(WHAT IS EXPECTED) Please return all lines from the records below that include the string "caller".

(Dataset entries)

++++++++

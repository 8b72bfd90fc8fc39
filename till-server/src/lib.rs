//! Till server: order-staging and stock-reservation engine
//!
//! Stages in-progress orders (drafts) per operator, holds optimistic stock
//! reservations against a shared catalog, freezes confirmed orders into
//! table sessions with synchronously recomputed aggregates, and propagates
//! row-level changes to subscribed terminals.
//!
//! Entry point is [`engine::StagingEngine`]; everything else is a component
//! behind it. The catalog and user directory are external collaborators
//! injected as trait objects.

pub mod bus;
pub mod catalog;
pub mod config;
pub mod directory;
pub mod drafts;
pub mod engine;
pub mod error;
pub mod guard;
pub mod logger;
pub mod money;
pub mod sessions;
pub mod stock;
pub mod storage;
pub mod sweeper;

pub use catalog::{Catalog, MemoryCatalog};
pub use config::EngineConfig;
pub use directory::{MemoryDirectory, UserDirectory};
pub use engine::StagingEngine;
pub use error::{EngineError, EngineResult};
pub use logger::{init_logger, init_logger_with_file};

++++++++

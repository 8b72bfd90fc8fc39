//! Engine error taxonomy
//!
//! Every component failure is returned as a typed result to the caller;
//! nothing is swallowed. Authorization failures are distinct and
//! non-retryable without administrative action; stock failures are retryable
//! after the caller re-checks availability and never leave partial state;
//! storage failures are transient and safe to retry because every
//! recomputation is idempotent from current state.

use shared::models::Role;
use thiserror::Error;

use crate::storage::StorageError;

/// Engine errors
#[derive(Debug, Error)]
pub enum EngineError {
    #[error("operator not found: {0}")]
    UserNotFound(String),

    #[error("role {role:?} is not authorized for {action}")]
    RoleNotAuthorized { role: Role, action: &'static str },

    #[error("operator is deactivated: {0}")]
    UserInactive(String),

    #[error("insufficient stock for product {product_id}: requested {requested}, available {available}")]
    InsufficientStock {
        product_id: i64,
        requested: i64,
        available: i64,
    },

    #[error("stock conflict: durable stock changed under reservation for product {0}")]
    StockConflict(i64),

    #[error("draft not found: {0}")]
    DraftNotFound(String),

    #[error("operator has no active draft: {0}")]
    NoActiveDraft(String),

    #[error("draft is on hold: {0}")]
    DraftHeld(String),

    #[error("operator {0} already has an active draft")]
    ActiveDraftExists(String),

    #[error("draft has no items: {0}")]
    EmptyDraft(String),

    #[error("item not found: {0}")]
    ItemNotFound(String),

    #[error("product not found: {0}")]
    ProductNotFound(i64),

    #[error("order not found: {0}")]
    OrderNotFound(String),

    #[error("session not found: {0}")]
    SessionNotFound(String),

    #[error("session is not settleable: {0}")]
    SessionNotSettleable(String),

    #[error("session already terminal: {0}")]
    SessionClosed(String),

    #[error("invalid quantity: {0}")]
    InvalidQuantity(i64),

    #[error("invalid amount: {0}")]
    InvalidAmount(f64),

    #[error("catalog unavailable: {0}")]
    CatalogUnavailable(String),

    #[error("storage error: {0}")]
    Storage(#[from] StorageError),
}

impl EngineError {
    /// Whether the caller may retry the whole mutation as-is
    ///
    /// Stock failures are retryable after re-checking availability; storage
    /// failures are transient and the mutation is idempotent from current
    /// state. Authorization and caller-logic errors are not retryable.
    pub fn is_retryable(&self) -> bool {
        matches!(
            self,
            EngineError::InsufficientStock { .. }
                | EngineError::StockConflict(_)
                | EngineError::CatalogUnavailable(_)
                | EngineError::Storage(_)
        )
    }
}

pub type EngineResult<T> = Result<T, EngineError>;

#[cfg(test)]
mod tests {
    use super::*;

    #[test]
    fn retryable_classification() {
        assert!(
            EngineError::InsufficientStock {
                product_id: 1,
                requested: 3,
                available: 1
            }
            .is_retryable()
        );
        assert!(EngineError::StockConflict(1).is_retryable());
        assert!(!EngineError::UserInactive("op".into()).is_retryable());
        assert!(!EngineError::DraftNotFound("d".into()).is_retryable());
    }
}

++++++++

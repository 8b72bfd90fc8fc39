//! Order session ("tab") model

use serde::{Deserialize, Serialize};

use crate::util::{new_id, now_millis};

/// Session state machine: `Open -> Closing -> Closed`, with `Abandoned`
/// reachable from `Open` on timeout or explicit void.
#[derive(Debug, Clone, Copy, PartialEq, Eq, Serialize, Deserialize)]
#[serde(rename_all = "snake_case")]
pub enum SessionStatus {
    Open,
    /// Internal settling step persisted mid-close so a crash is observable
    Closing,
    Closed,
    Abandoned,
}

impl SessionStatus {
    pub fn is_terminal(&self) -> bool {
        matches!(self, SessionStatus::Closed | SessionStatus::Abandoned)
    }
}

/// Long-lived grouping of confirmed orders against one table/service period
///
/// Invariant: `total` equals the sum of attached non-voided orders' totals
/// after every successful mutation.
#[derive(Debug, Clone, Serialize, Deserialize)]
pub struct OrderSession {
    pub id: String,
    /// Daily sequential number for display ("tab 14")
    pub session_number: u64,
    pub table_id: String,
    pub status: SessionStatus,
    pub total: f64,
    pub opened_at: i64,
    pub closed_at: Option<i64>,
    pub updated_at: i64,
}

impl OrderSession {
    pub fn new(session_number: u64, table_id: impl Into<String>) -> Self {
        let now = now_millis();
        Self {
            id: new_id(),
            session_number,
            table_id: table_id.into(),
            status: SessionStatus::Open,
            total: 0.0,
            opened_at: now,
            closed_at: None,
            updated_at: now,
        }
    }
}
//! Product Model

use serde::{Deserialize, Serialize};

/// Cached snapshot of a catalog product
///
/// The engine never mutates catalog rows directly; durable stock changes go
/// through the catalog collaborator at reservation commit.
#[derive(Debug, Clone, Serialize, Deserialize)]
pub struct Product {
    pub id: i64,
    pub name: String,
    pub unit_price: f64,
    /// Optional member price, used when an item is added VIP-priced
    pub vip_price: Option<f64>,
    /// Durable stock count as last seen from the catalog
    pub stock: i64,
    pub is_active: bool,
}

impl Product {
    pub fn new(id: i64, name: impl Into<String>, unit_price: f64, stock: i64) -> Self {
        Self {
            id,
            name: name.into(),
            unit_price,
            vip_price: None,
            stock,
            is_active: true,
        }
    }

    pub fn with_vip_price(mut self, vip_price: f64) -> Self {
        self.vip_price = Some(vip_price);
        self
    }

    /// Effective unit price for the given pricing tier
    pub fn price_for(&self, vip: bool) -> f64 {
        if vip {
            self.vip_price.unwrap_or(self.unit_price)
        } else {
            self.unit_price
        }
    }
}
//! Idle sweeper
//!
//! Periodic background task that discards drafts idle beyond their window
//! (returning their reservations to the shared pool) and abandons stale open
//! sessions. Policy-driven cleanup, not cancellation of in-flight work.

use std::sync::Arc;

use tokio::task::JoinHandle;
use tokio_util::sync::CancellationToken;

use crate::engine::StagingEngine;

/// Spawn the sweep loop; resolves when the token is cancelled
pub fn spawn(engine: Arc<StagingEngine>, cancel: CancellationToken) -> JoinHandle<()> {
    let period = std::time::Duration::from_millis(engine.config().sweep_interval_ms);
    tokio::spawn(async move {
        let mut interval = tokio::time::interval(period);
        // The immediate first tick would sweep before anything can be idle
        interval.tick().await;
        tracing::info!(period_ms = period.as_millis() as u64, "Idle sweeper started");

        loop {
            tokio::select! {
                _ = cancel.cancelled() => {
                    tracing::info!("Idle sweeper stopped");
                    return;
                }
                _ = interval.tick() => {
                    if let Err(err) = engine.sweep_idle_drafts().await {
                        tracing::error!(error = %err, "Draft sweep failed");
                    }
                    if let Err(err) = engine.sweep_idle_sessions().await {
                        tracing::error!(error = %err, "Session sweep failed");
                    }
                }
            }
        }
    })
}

++++++++

(ANSWER TO THIS TASK)
//! Every component failure is returned as a typed result to the caller;
//! after the caller re-checks availability and never leave partial state;
    /// Whether the caller may retry the whole mutation as-is
    /// state. Authorization and caller-logic errors are not retryable.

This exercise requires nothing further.